097 60-Mektub

60
ALTMIŞINCI MEKTÛB

Bu mektûb, yine seyyid Mahmûda yazılmış olup, Allahü teâlâdan baş­ka, birşey düşünmemeği bildirmekdedir:

Hak teâlâ, hepimizi, her an kendinin esîri olmak şerefine kavuşdursun! Hakîkî kurtuluş, Ona esîr olmak, tutulmakdır. Ondan başka birşey düşün­memek, hâtıra birşey getirmemek, büyüklerimizin yolunda, pek kolay hâ­sıl olmakdadır. Hattâ, bu yolun büyüklerinden birkaçı, kırk gün çile çek­miş, kırk gün sonra, hâtırlarına dünyâ düşünceleri gelmez olmuşdur. Hâ­ce-i Ahrâr “kaddesallahü teâlâ sirreh” buyurdu ki, (Yok edilmesi lâzım ge­len dünyâ düşünceleri, dâimâ Allahü teâlâ ile olmağa mâni’ olan düşünce­lerdir. Yoksa bütün düşünceleri yok etmek lâzım değildir). Bu büyüklerin sevgisi ile dolu olan bir dervîş [ya’nî, İmâm-ı Rabbânî “kuddise sirruh”], (Rabbinin ni’metlerini say!) emrine uyarak, kendi hâlini şöyle bildirir ki, kalbden, düşünceler, o kadar yok olmuşdur ki, meselâ bu kalbin sâhibi Nûh aleyhisselâmın ömrü kadar [ya’nî Peygamberliği zemânı olan dokuzyüzel­li (950) sene] yaşasa, bu kadar zemânda kalbine bir düşünce gelmez. Bu­nun için uğraşmasına lüzûm olmaz. Çünki, uğraşmakla olan şey, devâmlı ol­maz. Belki kalbine bir düşünce getirmek için senelerle uğraşsa, getire­mez. Çile çekmek, uğraşmak demekdir. Uğraşmak, tarîkatda olur. Hakîkat ise güçlük çekmekden, uğraşmakdan kurtulmakdır. (Yâd-i gird) tarîkatda olur. (Yâd-i dâşt) hakîkatdadır. Düşüncelerin yok edilmesi, uğraşmakla olur­sa, devâm edemez. On gün, kırk gün, bir yerde kapanıp çile çekmekle, dü­şünceler, devâmlı yok edilemez ve Allahü teâlâ ile berâberlik, devâmlı ola­maz. Çünki, uğraşmak tarîkatda olur. Tarîkatda kazanılanlar ise, devâmlı olamaz, tükenir. Hakîkatda devâm bulunmasına sebeb, hakîkatda, uğraş­mak olmadığı içindir. Uğraşmak bulunan bir mertebede, sâlike, dünyâ düşüncesi gelince, Allahü teâlâya olan teveccühü, bağlılığı bozar. Bu yo­lun başında bulunan sâliklerde hâsıl olan, devâmlı teveccüh, başkadır. Yu­karda bildirilen devâmlı teveccühe (Yâd-i dâşt) denir ki, en yüksek mer­tebedir. Hâce Abdülhâlık-ı Goncdevânî “kuddise sirruh” buyurdu ki, (Yâd-i dâştdan sonra, mertebe yokdur, ötesi cehâletdir).

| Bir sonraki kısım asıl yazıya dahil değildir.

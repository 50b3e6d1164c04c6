//! Basic and digest credentials.

use base64::{engine::general_purpose, Engine as _};
use std::fmt;
use zeroize::Zeroizing;

/// Username and password pair.
///
/// The password is zeroized on drop and hidden from `Debug` output.
#[derive(Clone, Default, PartialEq, Eq)]
pub struct Authentication {
    username: String,
    password: Zeroizing<String>,
}

impl Authentication {
    pub fn new(username: impl Into<String>, password: impl Into<String>) -> Self {
        Self {
            username: username.into(),
            password: Zeroizing::new(password.into()),
        }
    }

    pub fn username(&self) -> &str {
        &self.username
    }

    pub fn password(&self) -> &str {
        &self.password
    }

    /// Both username and password are non-empty.
    pub fn is_set(&self) -> bool {
        !self.username.is_empty() && !self.password.is_empty()
    }

    /// `username:password`.
    pub fn to_credentials(&self) -> Zeroizing<String> {
        Zeroizing::new(format!("{}:{}", self.username, self.password.as_str()))
    }

    /// `Authorization` header value for the Basic scheme.
    pub fn basic(&self) -> String {
        let encoded = general_purpose::STANDARD.encode(self.to_credentials().as_bytes());
        format!("Basic {}", encoded)
    }
}

impl fmt::Debug for Authentication {
    fn fmt(&self, f: &mut fmt::Formatter<'_>) -> fmt::Result {
        f.debug_struct("Authentication")
            .field("username", &self.username)
            .field("password", &"<redacted>")
            .finish()
    }
}

/// Credentials answered to a `WWW-Authenticate: Digest` challenge.
#[derive(Debug, Clone, Default, PartialEq, Eq)]
pub struct Digest(Authentication);

impl Digest {
    pub fn new(username: impl Into<String>, password: impl Into<String>) -> Self {
        Self(Authentication::new(username, password))
    }

    pub fn credentials(&self) -> &Authentication {
        &self.0
    }

    pub fn is_set(&self) -> bool {
        self.0.is_set()
    }
}

impl From<Authentication> for Digest {
    fn from(auth: Authentication) -> Self {
        Self(auth)
    }
}
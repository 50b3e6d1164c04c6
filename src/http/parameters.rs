//! Query-string and form-body parameters.

use percent_encoding::{utf8_percent_encode, AsciiSet, NON_ALPHANUMERIC};
use std::fmt;

/// Everything except RFC 3986 unreserved characters.
pub(crate) const COMPONENT: &AsciiSet = &NON_ALPHANUMERIC
    .remove(b'-')
    .remove(b'_')
    .remove(b'.')
    .remove(b'~');

/// Ordered `key=value` pairs.
///
/// Serializes to `k1=v1&k2=v2` with both sides percent-encoded. A key whose
/// value is empty serializes as the bare key.
#[derive(Debug, Clone, Default, PartialEq, Eq)]
pub struct Parameters {
    pairs: Vec<(String, String)>,
}

impl Parameters {
    pub fn new() -> Self {
        Self::default()
    }

    pub fn add(&mut self, key: impl Into<String>, value: impl Into<String>) -> &mut Self {
        self.pairs.push((key.into(), value.into()));
        self
    }

    pub fn with(mut self, key: impl Into<String>, value: impl Into<String>) -> Self {
        self.add(key, value);
        self
    }

    pub fn is_empty(&self) -> bool {
        self.pairs.is_empty()
    }

    pub fn len(&self) -> usize {
        self.pairs.len()
    }

    pub fn iter(&self) -> impl Iterator<Item = (&str, &str)> {
        self.pairs.iter().map(|(k, v)| (k.as_str(), v.as_str()))
    }

    /// `?`-prefixed query string, or empty when there are no parameters.
    pub fn get(&self) -> String {
        if self.is_empty() {
            String::new()
        } else {
            format!("?{self}")
        }
    }

    /// Un-prefixed form body.
    pub fn post(&self) -> String {
        self.to_string()
    }
}

impl fmt::Display for Parameters {
    fn fmt(&self, f: &mut fmt::Formatter<'_>) -> fmt::Result {
        for (i, (key, value)) in self.pairs.iter().enumerate() {
            if i > 0 {
                f.write_str("&")?;
            }
            write!(f, "{}", utf8_percent_encode(key, COMPONENT))?;
            if !value.is_empty() {
                write!(f, "={}", utf8_percent_encode(value, COMPONENT))?;
            }
        }
        Ok(())
    }
}

impl<K: Into<String>, V: Into<String>> FromIterator<(K, V)> for Parameters {
    fn from_iter<I: IntoIterator<Item = (K, V)>>(iter: I) -> Self {
        Self {
            pairs: iter
                .into_iter()
                .map(|(k, v)| (k.into(), v.into()))
                .collect(),
        }
    }
}
use crate::base::neterror::NetError;
use crate::dns::{DnsCache, GaiResolver, Name, Resolve, SocketAddrs};
use crate::socket::stream::StreamSocket;
use std::fmt;
use std::net::SocketAddr;
use std::sync::Arc;

/// Manages the connection process: cache lookup -> DNS -> connect each
/// candidate in turn. Roughly equivalent to net::ConnectJob.
#[derive(Clone)]
pub struct ConnectJob {
    resolver: Arc<dyn Resolve>,
    cache: Option<DnsCache>,
}

impl Default for ConnectJob {
    fn default() -> Self {
        Self::new(Arc::new(GaiResolver::new()))
    }
}

impl ConnectJob {
    pub fn new(resolver: Arc<dyn Resolve>) -> Self {
        Self {
            resolver,
            cache: None,
        }
    }

    /// Remember addresses that accept a connection in `cache`.
    pub fn with_cache(mut self, cache: DnsCache) -> Self {
        self.cache = Some(cache);
        self
    }

    pub fn cache(&self) -> Option<&DnsCache> {
        self.cache.as_ref()
    }

    /// Open `socket` against `host:port`. `server_name` is handed to the
    /// socket for certificate verification; it differs from `host` only when
    /// dialing a proxy.
    ///
    /// A cached address that no longer accepts connections is evicted and
    /// resolution starts over. Candidates that refuse are skipped; TLS and
    /// tunnel failures end the attempt.
    pub fn connect<S: StreamSocket + ?Sized>(
        &self,
        socket: &mut S,
        host: &str,
        port: u16,
        server_name: &str,
    ) -> Result<SocketAddr, NetError> {
        if let Some(cache) = &self.cache {
            if let Some(addr) = cache.get(host, port) {
                match socket.open(addr, server_name) {
                    Ok(()) => {
                        tracing::debug!(host = %host, addr = %addr, "connected via DNS cache");
                        return Ok(addr);
                    }
                    Err(e) if ends_attempt(&e) => return Err(e),
                    Err(e) => {
                        tracing::debug!(host = %host, addr = %addr, error = %e, "cached address failed, resolving again");
                        cache.remove(host, port);
                    }
                }
            }
        }

        let candidates = match SocketAddrs::try_parse(host, port) {
            Some(addrs) => addrs,
            None => SocketAddrs::with_port(self.resolver.resolve(&Name::from(host))?, port),
        };
        if candidates.is_empty() {
            return Err(NetError::NameNotResolved);
        }

        let mut last_error = None;
        for addr in candidates {
            match socket.open(addr, server_name) {
                Ok(()) => {
                    if let Some(cache) = &self.cache {
                        cache.insert(host, port, addr);
                    }
                    return Ok(addr);
                }
                Err(e) if ends_attempt(&e) => return Err(e),
                Err(e) => {
                    tracing::debug!(host = %host, addr = %addr, error = %e, "connect attempt failed");
                    last_error = Some(e);
                }
            }
        }

        Err(last_error.unwrap_or(NetError::ConnectionFailed))
    }
}

/// Failures that another address would not fix.
fn ends_attempt(error: &NetError) -> bool {
    matches!(
        error,
        NetError::SslHandshakeFailed { .. }
            | NetError::SslProtocolError
            | NetError::SslVersionUnsupported
            | NetError::CertificateLoadFailed(_)
            | NetError::RevocationListLoadFailed(_)
            | NetError::FileRead { .. }
            | NetError::TunnelConnectionFailed
    )
}

impl fmt::Debug for ConnectJob {
    fn fmt(&self, f: &mut fmt::Formatter<'_>) -> fmt::Result {
        f.debug_struct("ConnectJob")
            .field("cache", &self.cache)
            .finish_non_exhaustive()
    }
}
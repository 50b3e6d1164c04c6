//! Request options and the engine that runs them.

pub mod job;
pub mod request;

pub use self::job::HttpJob;
pub use self::request::Request;
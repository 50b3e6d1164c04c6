//! Ergonomic error context helpers.
//!
//! Extension traits that turn `io::Error`s into context-rich `NetError`
//! variants naming the host or domain involved.

use crate::base::neterror::NetError;
use std::io;

/// Extension trait for adding context to IO Results.
pub trait IoResultExt<T> {
    /// Add connection context to an IO error.
    ///
    /// # Example
    /// ```ignore
    /// use latticenet::base::context::IoResultExt;
    ///
    /// let stream = TcpStream::connect(addr).connection_context("example.com", 443)?;
    /// // Error: "Connection to example.com:443 failed: connection refused"
    /// ```
    fn connection_context(self, host: &str, port: u16) -> Result<T, NetError>;

    /// Add DNS resolution context to an IO error.
    fn dns_context(self, domain: &str) -> Result<T, NetError>;

    /// Add file context to an IO error.
    fn file_context(self, path: &std::path::Path) -> Result<T, NetError>;
}

impl<T> IoResultExt<T> for Result<T, io::Error> {
    fn connection_context(self, host: &str, port: u16) -> Result<T, NetError> {
        self.map_err(|e| NetError::connection_failed_to(host, port, e))
    }

    fn dns_context(self, domain: &str) -> Result<T, NetError> {
        self.map_err(|e| NetError::dns_failed(domain, e))
    }

    fn file_context(self, path: &std::path::Path) -> Result<T, NetError> {
        self.map_err(|e| NetError::FileRead {
            path: path.to_path_buf(),
            source: std::sync::Arc::new(e),
        })
    }
}
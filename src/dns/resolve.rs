//! Core DNS resolution types and traits.
//!
//! This module defines the `Resolve` trait and supporting types that form
//! the foundation of the DNS abstraction layer.

use crate::base::neterror::NetError;
use std::{borrow::Cow, collections::HashMap, fmt, net::SocketAddr, sync::Arc};

/// A domain name to resolve into IP addresses.
///
/// This is a lightweight wrapper around a hostname string that provides
/// a type-safe way to pass domain names to resolvers.
#[derive(Clone, Hash, Eq, PartialEq)]
pub struct Name {
    host: Box<str>,
}

impl Name {
    /// Creates a new [`Name`] from any string-like type.
    #[inline]
    pub fn new(host: impl Into<Box<str>>) -> Self {
        Self { host: host.into() }
    }

    /// View the hostname as a string slice.
    #[inline]
    pub fn as_str(&self) -> &str {
        &self.host
    }
}

impl From<&str> for Name {
    fn from(value: &str) -> Self {
        Name::new(value)
    }
}

impl From<String> for Name {
    fn from(value: String) -> Self {
        Name::new(value)
    }
}

impl fmt::Debug for Name {
    fn fmt(&self, f: &mut fmt::Formatter<'_>) -> fmt::Result {
        fmt::Debug::fmt(&self.host, f)
    }
}

impl fmt::Display for Name {
    fn fmt(&self, f: &mut fmt::Formatter<'_>) -> fmt::Result {
        fmt::Display::fmt(&self.host, f)
    }
}

/// Alias for an `Iterator` trait object over `SocketAddr`.
pub type Addrs = Box<dyn Iterator<Item = SocketAddr> + Send>;

/// Trait for DNS resolution.
///
/// Resolution blocks the calling thread; the request engine runs on its own
/// thread per request. Implementations must be thread-safe.
pub trait Resolve: Send + Sync {
    /// Resolves a domain name to IP addresses.
    ///
    /// The returned addresses may carry port 0; callers set the port of the
    /// target service.
    fn resolve(&self, name: &Name) -> Result<Addrs, NetError>;
}

/// Blanket implementation for Arc-wrapped resolvers.
impl<R: Resolve + ?Sized> Resolve for Arc<R> {
    fn resolve(&self, name: &Name) -> Result<Addrs, NetError> {
        (**self).resolve(name)
    }
}

/// DNS resolver wrapper that supports hostname overrides.
///
/// Checks a map of hostname-to-address overrides before falling back to the
/// underlying resolver. Handy for tests and for pinning a host to an address.
///
/// # Example
///
/// ```rust,ignore
/// use latticenet::dns::{DnsResolverWithOverrides, GaiResolver};
/// use std::collections::HashMap;
///
/// let mut overrides = HashMap::new();
/// overrides.insert("api.local".into(), vec!["127.0.0.1:0".parse().unwrap()]);
///
/// let resolver = DnsResolverWithOverrides::new(Arc::new(GaiResolver::new()), overrides);
/// ```
pub struct DnsResolverWithOverrides {
    inner: Arc<dyn Resolve>,
    overrides: Arc<HashMap<Cow<'static, str>, Vec<SocketAddr>>>,
}

impl DnsResolverWithOverrides {
    /// Creates a new resolver with the given overrides.
    ///
    /// # Arguments
    ///
    /// * `inner` - The fallback resolver for non-overridden hostnames.
    /// * `overrides` - Map of hostnames to their resolved addresses.
    pub fn new(
        inner: Arc<dyn Resolve>,
        overrides: HashMap<Cow<'static, str>, Vec<SocketAddr>>,
    ) -> Self {
        Self {
            inner,
            overrides: Arc::new(overrides),
        }
    }

    /// Returns the number of configured overrides.
    pub fn override_count(&self) -> usize {
        self.overrides.len()
    }
}

impl Resolve for DnsResolverWithOverrides {
    fn resolve(&self, name: &Name) -> Result<Addrs, NetError> {
        if let Some(addrs) = self.overrides.get(name.as_str()) {
            tracing::debug!(host = %name, "using DNS override");
            return Ok(Box::new(addrs.clone().into_iter()));
        }
        self.inner.resolve(name)
    }
}

impl fmt::Debug for DnsResolverWithOverrides {
    fn fmt(&self, f: &mut fmt::Formatter<'_>) -> fmt::Result {
        f.debug_struct("DnsResolverWithOverrides")
            .field("override_count", &self.overrides.len())
            .finish_non_exhaustive()
    }
}

#[cfg(test)]
mod tests {
    use super::*;
    use std::net::{IpAddr, Ipv4Addr};

    #[test]
    fn test_name_from_str() {
        let name = Name::from("example.com");
        assert_eq!(name.as_str(), "example.com");
        assert_eq!(name.to_string(), "example.com");
    }

    #[test]
    fn test_name_equality() {
        let name1 = Name::new("example.com");
        let name2 = Name::from(String::from("example.com"));
        let name3 = Name::new("other.com");

        assert_eq!(name1, name2);
        assert_ne!(name1, name3);
    }

    struct MockResolver {
        response: Vec<SocketAddr>,
    }

    impl Resolve for MockResolver {
        fn resolve(&self, _name: &Name) -> Result<Addrs, NetError> {
            Ok(Box::new(self.response.clone().into_iter()))
        }
    }

    #[test]
    fn test_override_resolver_hit() {
        let mock = Arc::new(MockResolver {
            response: vec![SocketAddr::new(IpAddr::V4(Ipv4Addr::new(8, 8, 8, 8)), 0)],
        });

        let mut overrides = HashMap::new();
        overrides.insert(
            Cow::Borrowed("api.local"),
            vec![SocketAddr::new(IpAddr::V4(Ipv4Addr::LOCALHOST), 0)],
        );
        let resolver = DnsResolverWithOverrides::new(mock, overrides);

        let addrs: Vec<_> = resolver.resolve(&Name::new("api.local")).unwrap().collect();
        assert_eq!(addrs.len(), 1);
        assert!(addrs[0].ip().is_loopback());
        assert_eq!(resolver.override_count(), 1);
    }

    #[test]
    fn test_override_resolver_miss() {
        let mock = Arc::new(MockResolver {
            response: vec![SocketAddr::new(IpAddr::V4(Ipv4Addr::new(8, 8, 8, 8)), 0)],
        });
        let resolver = DnsResolverWithOverrides::new(mock, HashMap::new());

        let addrs: Vec<_> = resolver.resolve(&Name::new("example.com")).unwrap().collect();
        assert_eq!(addrs[0].ip(), IpAddr::V4(Ipv4Addr::new(8, 8, 8, 8)));
    }
}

Tesavvuf hâllerini anlatmağa sebeb, bu yolun talebesini teşvîkdir. Evet, bu yola inanmıyanın, bu yazılara, boş lâf diyeceğini biliyoruz. Ba’zılarına doğru yolu gösterir. Ba’zılarının da, büsbütün sapıtmasına sebeb olur. Fâ­risî iki beyt tercemesi:

Masal diye okuyan için, masaldır.

Kıymetini anlıyana, tükenmez hazînedir.

Nil nehri çingeneye kan göründü.

Mûsâ aleyhisselâma ise, sâf sudur.  

Yâ Allah, yâ Rahmân, yâ Rahîm, yâ afüvvü yâ Kerîm. Fa’fü annî ver­hâmnî ve ente erhamürrâhimîn.